I was so happy when we picked ourselves up after the downward spiral... no matter what we held on, but as if being happy wasn't enough, my baby had a suprise instored for me today... i was so happy the whole day knowing that everything is going well, i was so happy infact that it didnt matter to me to walk as far as possible.
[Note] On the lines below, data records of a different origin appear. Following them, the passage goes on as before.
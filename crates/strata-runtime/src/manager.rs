//! The resolution orchestrator.
//!
//! [`ConfigManager`] answers `resolve(key, context)` by layering the
//! default catalog, the remote baseline and the persisted override document,
//! and caches the merged result per key and context.
//!
//! # Resolution
//!
//! ```text
//! resolve(key, ctx)
//!   ├─ cache hit ───────────────────────────────► cached value
//!   └─ miss
//!       ├─ default   = catalog[key]
//!       ├─ remote    = source.get_raw(key)        (failure → absent)
//!       ├─ url       = remote.configUrl           (stripped from remote)
//!       ├─ document  = store.get(key)             (corrupt → absent)
//!       ├─ schedule background refresh of url     (never awaited)
//!       └─ merge(default, remote, document) scoped to ctx → cache
//! ```
//!
//! Resolution is synchronous and never waits on the network. The first
//! resolution after a new override URL appears is served without that
//! document; the background refresh persists it and evicts the key, so a
//! later resolution picks it up.
//!
//! # Example
//!
//! ```rust,ignore
//! use std::sync::Arc;
//! use strata_runtime::ConfigManager;
//!
//! let manager = ConfigManager::builder()
//!     .catalog(DefaultCatalog::from_json_str(DEFAULTS)?)
//!     .remote_source(Arc::new(remote))
//!     .override_store(Arc::new(store))
//!     .transport(Arc::new(HttpOverrideTransport::new()?))
//!     .build()?;
//!
//! let flags = manager.resolve("feature_flags", None);
//! ```

use std::collections::{BTreeMap, BTreeSet};
use std::fmt;
use std::sync::Arc;

use futures::future::join_all;
use serde::de::DeserializeOwned;
use strata_core::url::Url;
use strata_core::{
    CacheKey, ConfigValue, Context, DefaultCatalog, MemoryOverrideStore, OverrideFetcher,
    OverrideStore, OverrideTransport, RemoteSource, StoreError, merge, parse_override_url,
};
use tokio::runtime::Handle;
use tokio_util::sync::CancellationToken;
use tokio_util::task::TaskTracker;
use tracing::{debug, info, trace, warn};

use crate::cache::ResolvedCache;
use crate::config::StrataConfig;
use crate::config::schema::ResolverConfig;
use crate::config::validation::validate_resolver_config;
use crate::error::{RefreshError, ResolverError, ResolverResult};
use crate::refresh::RefreshTracker;
use crate::stats::{ResolverStats, StatsCounters};

/// Result of refreshing one key's override document.
#[derive(Debug, Clone, Copy, PartialEq, Eq)]
pub enum RefreshOutcome {
    /// A new document was stored and `evicted` cache entries were dropped.
    Updated { evicted: usize },
    /// The fetched document equals the stored one.
    Unchanged,
    /// The remote entry carries no override URL.
    NoOverride,
}

/// Per-key results of [`ConfigManager::refresh`].
#[derive(Debug, Default)]
pub struct RefreshReport {
    results: BTreeMap<String, Result<RefreshOutcome, RefreshError>>,
}

impl RefreshReport {
    pub fn get(&self, key: &str) -> Option<&Result<RefreshOutcome, RefreshError>> {
        self.results.get(key)
    }

    /// True when no key failed.
    pub fn is_success(&self) -> bool {
        self.results.values().all(Result::is_ok)
    }

    pub fn failures(&self) -> impl Iterator<Item = (&str, &RefreshError)> {
        self.results
            .iter()
            .filter_map(|(key, result)| result.as_ref().err().map(|e| (key.as_str(), e)))
    }

    pub fn iter(&self) -> impl Iterator<Item = (&str, &Result<RefreshOutcome, RefreshError>)> {
        self.results.iter().map(|(key, result)| (key.as_str(), result))
    }

    pub fn len(&self) -> usize {
        self.results.len()
    }

    pub fn is_empty(&self) -> bool {
        self.results.is_empty()
    }
}

impl fmt::Display for RefreshReport {
    fn fmt(&self, f: &mut fmt::Formatter<'_>) -> fmt::Result {
        let updated = self
            .results
            .values()
            .filter(|r| matches!(r, Ok(RefreshOutcome::Updated { .. })))
            .count();
        let failed = self.results.values().filter(|r| r.is_err()).count();
        write!(
            f,
            "{} keys refreshed ({} updated, {} unchanged, {} failed)",
            self.results.len(),
            updated,
            self.results.len() - updated - failed,
            failed
        )
    }
}

/// Remote entry of one key, split into its baseline and override URL.
#[derive(Default)]
struct RemoteLayer {
    baseline: Option<ConfigValue>,
    override_url: Option<String>,
}

struct Inner {
    catalog: DefaultCatalog,
    remote: Arc<dyn RemoteSource>,
    store: Arc<dyn OverrideStore>,
    fetcher: Option<OverrideFetcher>,
    settings: ResolverConfig,
    cache: ResolvedCache,
    refresh: Arc<RefreshTracker>,
    stats: StatsCounters,
    runtime: Option<Handle>,
    tasks: TaskTracker,
    shutdown: CancellationToken,
}

impl Inner {
    fn remote_layer(&self, key: &str) -> RemoteLayer {
        let raw = match self.remote.get_raw(key) {
            Ok(raw) => raw,
            Err(e) => {
                self.stats.record_source_failure();
                warn!(
                    key = %key,
                    source = %self.remote.name(),
                    error = %e,
                    "Remote source failed, resolving without remote baseline"
                );
                None
            }
        };
        let Some(raw) = raw else {
            return RemoteLayer::default();
        };

        let kind = raw.kind();
        let ConfigValue::Map(mut entry) = raw else {
            self.stats.record_source_failure();
            warn!(key = %key, kind = %kind.as_str(), "Remote entry is not a mapping, ignoring it");
            return RemoteLayer::default();
        };

        let override_url = match entry.remove(&self.settings.override_field) {
            Some(ConfigValue::String(url)) => Some(url),
            Some(other) => {
                warn!(
                    key = %key,
                    field = %self.settings.override_field,
                    kind = %other.kind().as_str(),
                    "Override URL is not a string, ignoring it"
                );
                None
            }
            None => None,
        };

        // An entry that only carried the override URL has no baseline.
        let baseline = if entry.is_empty() && override_url.is_some() {
            None
        } else {
            Some(ConfigValue::Map(entry))
        };

        RemoteLayer {
            baseline,
            override_url,
        }
    }

    fn stored_document(&self, key: &str) -> Option<ConfigValue> {
        match self.store.get(key) {
            Ok(document) => document,
            Err(e @ StoreError::Corrupt { .. }) => {
                self.stats.record_store_corruption();
                warn!(key = %key, store = %self.store.name(), error = %e, "Ignoring corrupt override document");
                None
            }
            Err(e) => {
                warn!(key = %key, store = %self.store.name(), error = %e, "Failed to read override store");
                None
            }
        }
    }

    /// Fetches `url` and persists the document if it changed.
    ///
    /// The store is written before the cache is invalidated, so a resolution
    /// racing with this refresh either misses the new document and is kept
    /// out of the cache by the epoch bump, or reads it.
    async fn refresh_override(
        &self,
        key: &str,
        fetcher: &OverrideFetcher,
        url: &Url,
    ) -> Result<RefreshOutcome, RefreshError> {
        let document = match fetcher.fetch_url(url).await {
            Ok(document) => document,
            Err(e) => {
                self.stats.record_fetch_failure();
                return Err(e.into());
            }
        };

        if self.stored_document(key).as_ref() == Some(&document) {
            trace!(key = %key, "Override document unchanged");
            return Ok(RefreshOutcome::Unchanged);
        }

        if let Err(e) = self.store.set(key, &document) {
            self.stats.record_store_write_failure();
            warn!(key = %key, store = %self.store.name(), error = %e, "Failed to persist override document");
            return Err(e.into());
        }
        let evicted = self.cache.invalidate_key(key);
        self.stats.record_override_updated();
        info!(key = %key, url = %url, evicted, "Override document updated");

        Ok(RefreshOutcome::Updated { evicted })
    }
}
First of all, baby told me she had a suprise waiting for me at her place later when i go over, then it got me all excited.. before i finished work, baby told me that she wasnt happy with the puchase that she got for the suprise, that she had to travel so far yet she only got the second best of what she wanted to get, she wasn't happy, but deep down inside, i was feeling so touched(better yet, i was molested), that someone would go to lenghts to get me something(eventhough i didnt know what was it).
when i finished work, i didnt know which type of transport i wanted to take yet, then i just walked, kept on walking, looking to see if there are any cabs, (i was singing my own lyrics, snapping my fingers to beats, smiling and thinking of my baby all the while i was walking) and just kept walking... i thought i had enough time as my baby was teaching piano, and i thought she finishes around 8.30pm++.
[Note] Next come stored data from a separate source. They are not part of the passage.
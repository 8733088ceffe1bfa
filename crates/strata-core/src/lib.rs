//! # Strata Core
//!
//! The building blocks of the Strata configuration resolver.
//!
//! A configuration key is resolved by layering three sources, lowest
//! precedence first:
//!
//! ```text
//! ┌──────────────────────┐
//! │  Override document   │  fetched from the `configUrl` of the remote entry
//! ├──────────────────────┤
//! │  Remote baseline     │  live snapshot from a remote-config service
//! ├──────────────────────┤
//! │  Default catalog     │  compiled into the binary, always present
//! └──────────────────────┘
//! ```
//!
//! This crate owns the value model and the merge policy, and defines the
//! contracts the orchestrator in `strata-runtime` needs from its
//! collaborators.
//!
//! ## Foundation Layer
//!
//! - **Values**: the tagged [`ConfigValue`] every layer is expressed in
//! - **Merging**: the recursive precedence merge ([`merge`], [`overlay`])
//! - **Keys**: [`Context`] scoping and composite [`CacheKey`]s
//! - **Defaults**: the immutable [`DefaultCatalog`]
//!
//! ## Integration Layer
//!
//! - **Remote baseline**: [`RemoteSource`] and the [`StaticRemoteSource`] snapshot
//! - **Persistent overrides**: [`OverrideStore`] and [`MemoryOverrideStore`]
//! - **Override fetching**: [`OverrideTransport`] and the [`OverrideFetcher`]
//!   pipeline (scheme check, timeout, parse, shape validation)
//!
//! ## Example
//!
//! ```rust
//! use serde_json::json;
//! use strata_core::{ConfigValue, merge};
//!
//! let default = ConfigValue::from(json!({"a": 1, "b": 2}));
//! let remote = ConfigValue::from(json!({"a": 2}));
//! let document = ConfigValue::from(json!({"a": 3}));
//!
//! let resolved = merge(Some(&default), Some(&remote), Some(&document));
//! assert_eq!(resolved, Some(ConfigValue::from(json!({"a": 3, "b": 2}))));
//! ```

pub mod error;
pub mod foundation;
pub mod integration;

pub use error::{
    CatalogError, CatalogResult, FetchError, FetchResult, SourceError, SourceResult, StoreError,
    StoreResult,
};
pub use foundation::catalog::DefaultCatalog;
pub use foundation::key::{CacheKey, Context};
pub use foundation::merge::{merge, merge_layers, overlay};
pub use foundation::value::{ConfigMap, ConfigValue, ValueKind};
pub use integration::fetch::{
    MemoryTransport, OverrideFetcher, OverrideTransport, parse_override_document,
    parse_override_url,
};
pub use integration::source::{RemoteSource, StaticRemoteSource};
pub use integration::store::{MemoryOverrideStore, OverrideStore};

pub use url;

/// Reserved field of a remote entry that names the override document URL.
pub const DEFAULT_OVERRIDE_FIELD: &str = "configUrl";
I walked all the way from my office Menara Weld, Raja Chulan all the way to Chow Kit, then thought of continuing walk to PWTC KTM station to head over to find my baby, then as i almost reach PWTC, my baby smsed me telling me her class ends at 8pm... i was like "sheyet, stupid me... its already 8pm on my watch" so i rushed to a cab to take to her place...
reached her place, had dinner then she asked me to her room... secretly...then she had her bed nicely made(now dont get dirty thoughts all over ur head...) and she asked me to open the covers... as i pulled open the covers i see this..
a Ne-Yo album and a stalk of white rose
my heart dropped, totally "molested"....i loved it...i was speechless, hugging her, kissing her and telling her how much i love her and appreciate everything she has done for me... never has a girl done anything like this for me... even for my valentines day.... but she has done everything which i have thought impossible...
the reason she bought the album was cuz she heard it on the radio "Year Of The Gentleman"
Muahahahaha... yesh, the gentleman... its mua... heheh!!
1 white rose meant "you're my only one, and I am worthy of you"
i didnt cry then, but i did when we reached my place as i was hugging her, looking at her... tears rolled down my cheeks, never have i cried out of joy for a girl i love... now baby did it...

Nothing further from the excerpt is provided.